- [THE TASK]: Narrow the data below down to the lines containing "value".

+++

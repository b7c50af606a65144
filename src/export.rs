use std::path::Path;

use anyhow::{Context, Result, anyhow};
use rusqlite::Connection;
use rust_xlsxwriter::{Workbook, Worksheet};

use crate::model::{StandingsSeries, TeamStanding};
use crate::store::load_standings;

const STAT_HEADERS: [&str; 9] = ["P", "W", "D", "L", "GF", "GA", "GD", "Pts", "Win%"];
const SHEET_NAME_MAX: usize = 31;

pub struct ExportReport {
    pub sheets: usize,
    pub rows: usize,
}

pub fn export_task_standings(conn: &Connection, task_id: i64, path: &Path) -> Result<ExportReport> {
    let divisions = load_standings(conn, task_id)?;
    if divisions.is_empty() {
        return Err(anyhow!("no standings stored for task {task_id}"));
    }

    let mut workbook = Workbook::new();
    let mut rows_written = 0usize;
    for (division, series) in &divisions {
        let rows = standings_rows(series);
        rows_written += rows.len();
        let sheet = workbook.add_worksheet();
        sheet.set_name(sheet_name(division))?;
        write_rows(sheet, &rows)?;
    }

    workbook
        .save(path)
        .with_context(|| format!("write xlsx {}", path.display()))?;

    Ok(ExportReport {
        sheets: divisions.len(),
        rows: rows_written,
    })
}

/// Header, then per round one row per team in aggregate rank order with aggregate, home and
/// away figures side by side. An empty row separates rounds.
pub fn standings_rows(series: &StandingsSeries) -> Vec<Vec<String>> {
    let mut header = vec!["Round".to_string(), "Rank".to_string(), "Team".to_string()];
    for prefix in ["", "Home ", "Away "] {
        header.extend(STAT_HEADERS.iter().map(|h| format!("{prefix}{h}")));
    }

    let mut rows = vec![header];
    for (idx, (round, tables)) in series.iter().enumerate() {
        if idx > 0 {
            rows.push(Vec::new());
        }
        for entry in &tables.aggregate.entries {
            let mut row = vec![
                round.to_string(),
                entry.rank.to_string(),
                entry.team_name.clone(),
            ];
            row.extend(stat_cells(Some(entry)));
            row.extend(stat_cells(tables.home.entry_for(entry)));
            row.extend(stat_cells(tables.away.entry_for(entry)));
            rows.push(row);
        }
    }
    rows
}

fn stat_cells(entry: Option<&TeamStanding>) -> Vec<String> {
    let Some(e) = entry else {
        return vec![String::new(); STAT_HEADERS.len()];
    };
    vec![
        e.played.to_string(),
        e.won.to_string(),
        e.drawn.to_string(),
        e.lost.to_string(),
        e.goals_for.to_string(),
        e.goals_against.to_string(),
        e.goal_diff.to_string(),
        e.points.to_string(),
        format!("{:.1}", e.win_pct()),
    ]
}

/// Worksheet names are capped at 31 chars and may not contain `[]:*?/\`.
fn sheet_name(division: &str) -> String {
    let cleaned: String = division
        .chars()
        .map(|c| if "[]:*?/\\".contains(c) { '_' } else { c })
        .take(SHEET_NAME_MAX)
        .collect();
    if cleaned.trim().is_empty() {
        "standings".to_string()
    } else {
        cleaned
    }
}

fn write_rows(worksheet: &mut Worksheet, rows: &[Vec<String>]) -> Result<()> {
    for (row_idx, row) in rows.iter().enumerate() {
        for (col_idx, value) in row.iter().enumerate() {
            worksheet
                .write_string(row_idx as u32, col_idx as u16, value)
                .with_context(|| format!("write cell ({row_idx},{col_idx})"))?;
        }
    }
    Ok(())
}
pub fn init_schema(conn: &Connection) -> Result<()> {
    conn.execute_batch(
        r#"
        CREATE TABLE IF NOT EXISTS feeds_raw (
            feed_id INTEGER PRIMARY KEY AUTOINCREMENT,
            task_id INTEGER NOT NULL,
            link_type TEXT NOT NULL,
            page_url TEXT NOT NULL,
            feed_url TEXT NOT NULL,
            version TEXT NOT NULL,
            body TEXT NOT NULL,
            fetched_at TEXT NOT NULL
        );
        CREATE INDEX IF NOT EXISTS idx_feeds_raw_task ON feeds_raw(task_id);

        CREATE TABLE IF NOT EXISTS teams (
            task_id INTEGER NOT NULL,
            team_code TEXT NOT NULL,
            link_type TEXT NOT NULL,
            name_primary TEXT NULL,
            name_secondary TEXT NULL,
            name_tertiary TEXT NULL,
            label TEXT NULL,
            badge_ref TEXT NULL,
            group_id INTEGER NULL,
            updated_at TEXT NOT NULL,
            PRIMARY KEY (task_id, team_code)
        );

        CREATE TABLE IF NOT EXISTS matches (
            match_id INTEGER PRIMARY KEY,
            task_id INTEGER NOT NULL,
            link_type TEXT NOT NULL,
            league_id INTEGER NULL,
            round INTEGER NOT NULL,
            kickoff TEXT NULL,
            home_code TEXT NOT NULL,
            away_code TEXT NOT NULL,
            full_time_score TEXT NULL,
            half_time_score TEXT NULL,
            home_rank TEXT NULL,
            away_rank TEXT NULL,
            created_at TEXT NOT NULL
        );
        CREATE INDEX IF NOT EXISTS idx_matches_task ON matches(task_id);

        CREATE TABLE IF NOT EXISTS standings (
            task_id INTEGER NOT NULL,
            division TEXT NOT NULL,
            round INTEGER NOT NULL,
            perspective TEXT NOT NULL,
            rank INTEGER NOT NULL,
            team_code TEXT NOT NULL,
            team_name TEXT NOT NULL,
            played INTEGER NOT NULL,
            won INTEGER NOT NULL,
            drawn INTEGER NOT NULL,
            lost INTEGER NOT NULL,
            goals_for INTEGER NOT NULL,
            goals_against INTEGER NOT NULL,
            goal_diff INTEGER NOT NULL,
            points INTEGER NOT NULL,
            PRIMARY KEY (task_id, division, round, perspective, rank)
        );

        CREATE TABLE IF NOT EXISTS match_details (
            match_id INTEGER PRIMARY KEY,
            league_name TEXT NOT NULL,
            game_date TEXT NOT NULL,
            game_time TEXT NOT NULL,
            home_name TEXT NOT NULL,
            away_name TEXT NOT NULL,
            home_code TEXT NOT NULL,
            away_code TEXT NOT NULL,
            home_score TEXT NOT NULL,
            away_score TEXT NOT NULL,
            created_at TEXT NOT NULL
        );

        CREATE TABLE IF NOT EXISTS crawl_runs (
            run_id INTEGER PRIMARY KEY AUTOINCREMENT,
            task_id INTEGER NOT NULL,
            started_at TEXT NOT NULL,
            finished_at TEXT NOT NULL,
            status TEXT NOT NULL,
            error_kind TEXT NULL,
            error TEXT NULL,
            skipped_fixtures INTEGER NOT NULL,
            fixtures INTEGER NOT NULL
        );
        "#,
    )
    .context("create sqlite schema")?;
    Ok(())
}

+++

- [EXERCISE SOLUTION]:
        for (col_idx, value) in row.iter().enumerate() {
                .write_string(row_idx as u32, col_idx as u16, value)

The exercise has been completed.